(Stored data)

== == ==

// Copyright 2025 eraflo
//
// Licensed under the Apache License, Version 2.0 (the "License");
// you may not use this file except in compliance with the License.
// You may obtain a copy of the License at
//
//     http://www.apache.org/licenses/LICENSE-2.0
//
// Unless required by applicable law or agreed to in writing, software
// distributed under the License is distributed on an "AS IS" BASIS,
// WITHOUT WARRANTIES OR CONDITIONS OF ANY KIND, either express or implied.
// See the License for the specific language governing permissions and
// limitations under the License.

use super::{AssetHandle, AssetKind, ImageData, SoundData};
use std::collections::HashMap;

/// A successfully loaded asset of any kind.
#[derive(Debug, Clone)]
pub enum LoadedAsset {
    /// A decoded image.
    Image(AssetHandle<ImageData>),
    /// A decoded sound.
    Audio(AssetHandle<SoundData>),
    /// A parsed structured-data document.
    Data(AssetHandle<serde_json::Value>),
}

impl LoadedAsset {
    /// The kind of this asset.
    pub fn kind(&self) -> AssetKind {
        match self {
            LoadedAsset::Image(_) => AssetKind::Image,
            LoadedAsset::Audio(_) => AssetKind::Audio,
            LoadedAsset::Data(_) => AssetKind::Data,
        }
    }

    /// Returns the image handle if this is an image.
    pub fn as_image(&self) -> Option<&AssetHandle<ImageData>> {
        match self {
            LoadedAsset::Image(handle) => Some(handle),
            _ => None,
        }
    }

    /// Returns the sound handle if this is audio.
    pub fn as_sound(&self) -> Option<&AssetHandle<SoundData>> {
        match self {
            LoadedAsset::Audio(handle) => Some(handle),
            _ => None,
        }
    }

    /// Returns the document handle if this is structured data.
    pub fn as_data(&self) -> Option<&AssetHandle<serde_json::Value>> {
        match self {
            LoadedAsset::Data(handle) => Some(handle),
            _ => None,
        }
    }
}

/// The results of loading, keyed by `(kind, key)`.
///
/// Keys are scoped per kind: an image and a sound may share the key `"intro"`.
/// The table is cheap to clone since every entry is a shared handle.
#[derive(Debug, Clone, Default)]
pub struct LoadedAssetTable {
    entries: HashMap<(AssetKind, String), LoadedAsset>,
}

impl LoadedAssetTable {
    /// Creates a new, empty table.
    pub fn new() -> Self {
        Self::default()
    }

    /// Stores an asset under `key`, returning the entry it replaced, if any.
    /// The kind is taken from the asset itself.
    pub fn insert(&mut self, key: impl Into<String>, asset: LoadedAsset) -> Option<LoadedAsset> {
        self.entries.insert((asset.kind(), key.into()), asset)
    }

    /// Looks up an asset. Returns `None` if nothing was loaded under that key.
    pub fn get(&self, kind: AssetKind, key: &str) -> Option<&LoadedAsset> {
        // Borrowed lookup on a tuple key needs an owned String; keys are short.
        self.entries.get(&(kind, key.to_string()))
    }

    /// Checks if an asset was loaded under `(kind, key)`.
    pub fn contains(&self, kind: AssetKind, key: &str) -> bool {
        self.get(kind, key).is_some()
    }

    /// Typed lookup for images.
    pub fn image(&self, key: &str) -> Option<&AssetHandle<ImageData>> {
        self.get(AssetKind::Image, key).and_then(LoadedAsset::as_image)
    }

    /// Typed lookup for sounds.
    pub fn sound(&self, key: &str) -> Option<&AssetHandle<SoundData>> {
        self.get(AssetKind::Audio, key).and_then(LoadedAsset::as_sound)
    }

    /// Typed lookup for structured data.
    pub fn data(&self, key: &str) -> Option<&AssetHandle<serde_json::Value>> {
        self.get(AssetKind::Data, key).and_then(LoadedAsset::as_data)
    }

    /// The number of loaded assets, across all kinds.
    pub fn len(&self) -> usize {
        self.entries.len()
    }

    /// Returns `true` if nothing has been loaded.
    pub fn is_empty(&self) -> bool {
        self.entries.is_empty()
    }

    /// The number of loaded assets of one kind.
    pub fn count_of(&self, kind: AssetKind) -> usize {
        self.entries.keys().filter(|(k, _)| *k == kind).count()
    }

    /// The keys loaded for one kind, sorted.
    pub fn keys(&self, kind: AssetKind) -> Vec<&str> {
        let mut keys: Vec<&str> = self
            .entries
            .keys()
            .filter(|(k, _)| *k == kind)
            .map(|(_, key)| key.as_str())
            .collect();
        keys.sort_unstable();
        keys
    }

    /// Iterates over every `(kind, key, asset)` entry in no particular order.
    pub fn iter(&self) -> impl Iterator<Item = (AssetKind, &str, &LoadedAsset)> {
        self.entries
            .iter()
            .map(|((kind, key), asset)| (*kind, key.as_str(), asset))
    }

    /// Removes every entry.
    pub fn clear(&mut self) {
        self.entries.clear();
    }
}

#[cfg(test)]
mod tests {
    use super::*;
    use serde_json::json;

    fn data(value: serde_json::Value) -> LoadedAsset {
        LoadedAsset::Data(AssetHandle::new(value))
    }

    fn tiny_image() -> LoadedAsset {
        LoadedAsset::Image(AssetHandle::new(ImageData {
            pixels: vec![0; 4],
            width: 1,
            height: 1,
        }))
    }

    #[test]
    fn test_keys_are_scoped_per_kind() {
        let mut table = LoadedAssetTable::new();
        table.insert("intro", data(json!({"title": "Intro"})));
        table.insert("intro", tiny_image());

        assert_eq!(table.len(), 2);
        assert!(table.data("intro").is_some());
        assert!(table.image("intro").is_some());
        assert!(table.sound("intro").is_none());
        assert_eq!(table.count_of(AssetKind::Data), 1);
    }

    #[test]
    fn test_insert_returns_replaced_entry() {
        let mut table = LoadedAssetTable::new();
        assert!(table.insert("facts", data(json!(1))).is_none());

        let previous = table.insert("facts", data(json!(2)));
        assert_eq!(**previous.unwrap().as_data().unwrap(), json!(1));
        assert_eq!(**table.data("facts").unwrap(), json!(2));
    }

    #[test]
    fn test_keys_are_sorted_and_clear_empties() {
        let mut table = LoadedAssetTable::new();
        table.insert("b", data(json!(null)));
        table.insert("a", data(json!(null)));

        assert_eq!(table.keys(AssetKind::Data), vec!["a", "b"]);
        assert!(table.keys(AssetKind::Image).is_empty());

        table.clear();
        assert!(table.is_empty());
        assert!(!table.contains(AssetKind::Data, "a"));
    }
}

== == ==

WHAT YOU ARE ASKED TO DO:
Begin with the first line of the data above and, please, print each line exactly until you have printed the line containing "distributed under the"; print nothing else.

WRITTEN RESPONSE:
// Copyright 2025 eraflo
//
// Licensed under the Apache License, Version 2.0 (the "License");
// you may not use this file except in compliance with the License.
// You may obtain a copy of the License at
//
//     http://www.apache.org/licenses/LICENSE-2.0
//
// Unless required by applicable law or agreed to in writing, software
// distributed under the License is distributed on an "AS IS" BASIS,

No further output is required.